STRinGS: Selective Text Refinement in Gaussian Splatting
Abhinav Raundhal, Gaurav Behera, P J Narayanan, Ravi Kiran Sarvadevabhatla, Makarand Tapaswi
TL;DR
3D Gaussian Splatting often loses fine text details, hindering text-rich scene understanding. STRinGS introduces a text-aware, two-phase refinement that isolates and densifies text Gaussians before full-scene optimization, yielding sharper, more readable text early in training. The approach is validated with OCR-CER improvements across multiple datasets and introduces STRinGS-360 to benchmark text readability in 3D reconstructions. The work demonstrates that targeted text refinement can achieve high semantic fidelity without sacrificing global visual quality, enabling time-sensitive, text-rich 3D scene understanding.
Abstract
Text as signs, labels, or instructions is a critical element of real-world scenes as they can convey important contextual information. 3D representations such as 3D Gaussian Splatting (3DGS) struggle to preserve fine-grained text details, while achieving high visual fidelity. Small errors in textual element reconstruction can lead to significant semantic loss. We propose STRinGS, a text-aware, selective refinement framework to address this issue for 3DGS reconstruction.

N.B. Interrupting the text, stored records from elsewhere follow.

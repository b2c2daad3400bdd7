pub mod completion;
pub mod constants;
pub mod health;
pub mod history;
pub mod ingress;
pub mod logging;
pub mod main_helper;
pub mod mock;
pub mod prompt;
pub mod sanitize;
pub mod server;
pub mod specs;
pub mod str_utils;
pub mod streaming;
pub mod types;

pub use types::*;

pub use main_helper::{AppState, Args};
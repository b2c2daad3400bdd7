//! Request boundary for the chat endpoints.
//!
//! The widget posts loosely shaped JSON, so the body is first read into
//! `RawChatRequest` (every field optional) and then validated into a
//! `ChatRequest`. The non-streaming endpoint rejects unknown locations; the
//! streaming endpoint maps them to `main`.

use crate::types::*;
use serde::Deserialize;
use serde_json::Value;

pub const MESSAGE_REQUIRED: &str = "Message is required and must be a string";
pub const INVALID_LOCATION: &str = "Invalid user location";

#[derive(Deserialize, Debug, Default)]
#[serde(rename_all = "camelCase")]
pub struct RawChatRequest {
    #[serde(default)]
    pub message: Option<Value>,
    #[serde(default)]
    pub conversation_history: Option<Value>,
    #[serde(default)]
    pub user_location: Option<Value>,
    #[serde(default)]
    pub session_id: Option<Value>,
}

#[derive(Deserialize, Debug)]
struct RawHistoryEntry {
    role: Option<Role>,
    content: Option<String>,
}

/// A validated chat request.
#[derive(Debug, Clone, PartialEq)]
pub struct ChatRequest {
    pub message: String,
    pub history: Vec<Message>,
    pub location: UserLocation,
    pub session_id: Option<String>,
}

impl RawChatRequest {
    pub fn from_value(payload: Value) -> Result<Self> {
        if !payload.is_object() {
            return Err(AssistantError::InvalidRequest(MESSAGE_REQUIRED.to_string()).into());
        }
        Ok(serde_json::from_value(payload)?)
    }

    /// Non-streaming rules: the location must be one of the known values.
    /// The message is checked first.
    pub fn validate_strict(self) -> Result<ChatRequest> {
        let message = self.require_message()?;
        let location = match &self.user_location {
            None | Some(Value::Null) => UserLocation::default(),
            Some(Value::String(s)) => match s.parse::<UserLocation>() {
                Ok(loc) => loc,
                Err(_) => {
                    return Err(AssistantError::InvalidRequest(INVALID_LOCATION.to_string()).into())
                }
            },
            Some(_) => {
                return Err(AssistantError::InvalidRequest(INVALID_LOCATION.to_string()).into())
            }
        };
        Ok(self.into_request(message, location))
    }

    /// Streaming rules: any unrecognised location is treated as `main`.
    pub fn validate_lenient(self) -> Result<ChatRequest> {
        let message = self.require_message()?;
        let location = match &self.user_location {
            Some(Value::String(s)) => UserLocation::parse_lenient(s),
            _ => UserLocation::default(),
        };
        Ok(self.into_request(message, location))
    }

    fn require_message(&self) -> Result<String> {
        match &self.message {
            Some(Value::String(s)) if !s.trim().is_empty() => Ok(s.clone()),
            _ => Err(AssistantError::InvalidRequest(MESSAGE_REQUIRED.to_string()).into()),
        }
    }

    fn into_request(self, message: String, location: UserLocation) -> ChatRequest {
        ChatRequest {
            message,
            history: parse_history(self.conversation_history),
            location,
            session_id: match self.session_id {
                Some(Value::String(s)) if !s.is_empty() => Some(s),
                Some(Value::Number(n)) => Some(n.to_string()),
                _ => None,
            },
        }
    }
}

/// Keeps well-formed `{role, content}` entries in order and drops the rest.
fn parse_history(raw: Option<Value>) -> Vec<Message> {
    let entries = match raw {
        Some(Value::Array(entries)) => entries,
        _ => return Vec::new(),
    };
    let total = entries.len();

    let history: Vec<Message> = entries
        .into_iter()
        .filter_map(|entry| serde_json::from_value::<RawHistoryEntry>(entry).ok())
        .filter_map(|entry| match (entry.role, entry.content) {
            (Some(role), Some(content)) => Some(Message { role, content }),
            _ => None,
        })
        .collect();

    if history.len() < total {
        tracing::debug!(
            "Dropped {} malformed history entries",
            total - history.len()
        );
    }
    history
}
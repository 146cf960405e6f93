use axum::extract::State;

use crate::controllers::RootController;
use crate::service::SongsService;

pub async fn root_route(State(_service): State<SongsService>) -> impl axum::response::IntoResponse {
    RootController::root().await
}

pub async fn health_check_route(
    State(_service): State<SongsService>,
) -> impl axum::response::IntoResponse {
    RootController::health_check().await
}
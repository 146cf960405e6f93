use std::sync::{Arc, Mutex, MutexGuard};

use anyhow::anyhow;
use uuid::Uuid;

use crate::models::{Song, UpdateSong};

/// Process-wide in-memory song collection. Constructed once in `main` and
/// handed to every request through axum state; insertion order is preserved
/// for the lifetime of the process.
#[derive(Clone)]
pub struct SongStore {
    songs: Arc<Mutex<Vec<Song>>>,
}

impl SongStore {
    pub fn new() -> Self {
        SongStore {
            songs: Arc::new(Mutex::new(Vec::new())),
        }
    }

    fn songs(&self) -> Result<MutexGuard<'_, Vec<Song>>, anyhow::Error> {
        self.songs.lock().map_err(|_| anyhow!("song store lock poisoned"))
    }

    /// Appends the song to the sequence. Ids are generated by the caller and
    /// trusted to be unique.
    pub fn create(&self, song: Song) -> Result<(), anyhow::Error> {
        self.songs()?.push(song);
        Ok(())
    }

    /// Linear scan for the first song with a matching id.
    pub fn find(&self, id: Uuid) -> Result<Option<Song>, anyhow::Error> {
        Ok(self.songs()?.iter().find(|song| song.id == id).cloned())
    }

    /// Applies a partial update in place and returns the new state of the
    /// record. `updated_at` is refreshed on every hit, even when no field was
    /// supplied. Returns `None` when the id is unknown.
    pub fn update(&self, payload: UpdateSong) -> Result<Option<Song>, anyhow::Error> {
        let mut songs = self.songs()?;

        let Some(song) = songs.iter_mut().find(|song| song.id == payload.id) else {
            return Ok(None);
        };

        if let Some(name) = payload.name {
            song.name = name;
        }
        if let Some(description) = payload.description {
            song.description = description;
        }
        song.updated_at = chrono::Utc::now();

        Ok(Some(song.clone()))
    }

    /// Removes the first song with a matching id. The removed entry comes
    /// back as a single-element vec; an empty vec signals not-found.
    pub fn delete(&self, id: Uuid) -> Result<Vec<Song>, anyhow::Error> {
        let mut songs = self.songs()?;

        match songs.iter().position(|song| song.id == id) {
            Some(index) => Ok(vec![songs.remove(index)]),
            None => Ok(Vec::new()),
        }
    }

    /// Full sequence in insertion order.
    pub fn list(&self) -> Result<Vec<Song>, anyhow::Error> {
        Ok(self.songs()?.clone())
    }
}
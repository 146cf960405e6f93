pub mod song;
pub use song::{CreateSong, Song, UpdateSong};
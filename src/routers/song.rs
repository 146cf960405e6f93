use axum::{
    extract::{Json, Path, State},
    http::StatusCode,
    response::{IntoResponse, Response},
};
use serde_json::{Value, json};

use crate::controllers::SongsController;
use crate::schema;
use crate::service::SongsService;

fn validation_errors(errors: Vec<String>) -> Response {
    (StatusCode::UNPROCESSABLE_ENTITY, Json(json!({ "errors": errors }))).into_response()
}

/// `GET /songs` — the full list in creation order; 200 even when empty.
pub async fn get_songs_route(State(service): State<SongsService>) -> Response {
    SongsController::get_songs(&service).await
}

/// `GET /songs/{id}` — 200 with the song, 404 if unknown, 422 if the path
/// segment is not a UUID.
pub async fn get_song_route(
    State(service): State<SongsService>,
    Path(id): Path<String>,
) -> Response {
    match schema::validate_path_id(&id) {
        Ok(id) => SongsController::get_song(&service, id).await,
        Err(errors) => validation_errors(errors),
    }
}

/// `POST /songs` — 201 with the created song, 422 with the collected
/// validation errors.
pub async fn create_song_route(
    State(service): State<SongsService>,
    Json(body): Json<Value>,
) -> Response {
    match schema::validate_create(&body) {
        Ok(payload) => SongsController::create_song(&service, payload).await,
        Err(errors) => validation_errors(errors),
    }
}

/// `PUT /songs` — partial update addressed by the `id` in the body; 200 with
/// the new state, 404 if unknown, 422 on validation failure.
pub async fn update_song_route(
    State(service): State<SongsService>,
    Json(body): Json<Value>,
) -> Response {
    match schema::validate_update(&body) {
        Ok(payload) => SongsController::update_song(&service, payload).await,
        Err(errors) => validation_errors(errors),
    }
}

/// `DELETE /songs/{id}` — 204 empty on success, 404 if unknown, 422 if the
/// path segment is not a UUID.
pub async fn delete_song_route(
    State(service): State<SongsService>,
    Path(id): Path<String>,
) -> Response {
    match schema::validate_path_id(&id) {
        Ok(id) => SongsController::delete_song(&service, id).await,
        Err(errors) => validation_errors(errors),
    }
}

Our method treats text and non-text regions separately, refining text regions first and merging them with non-text regions later for full-scene optimization. STRinGS produces sharp, readable text even in challenging configurations. We introduce a text readability measure OCR Character Error Rate (CER) to evaluate the efficacy on text regions. STRinGS results in a 63.6% relative improvement over 3DGS at just 7K iterations. We also introduce a curated dataset STRinGS-360 with diverse text scenarios to evaluate text readability in 3D reconstruction. Our method and dataset together push the boundaries of 3D scene understanding in text-rich environments, paving the way for more robust text-aware reconstruction methods.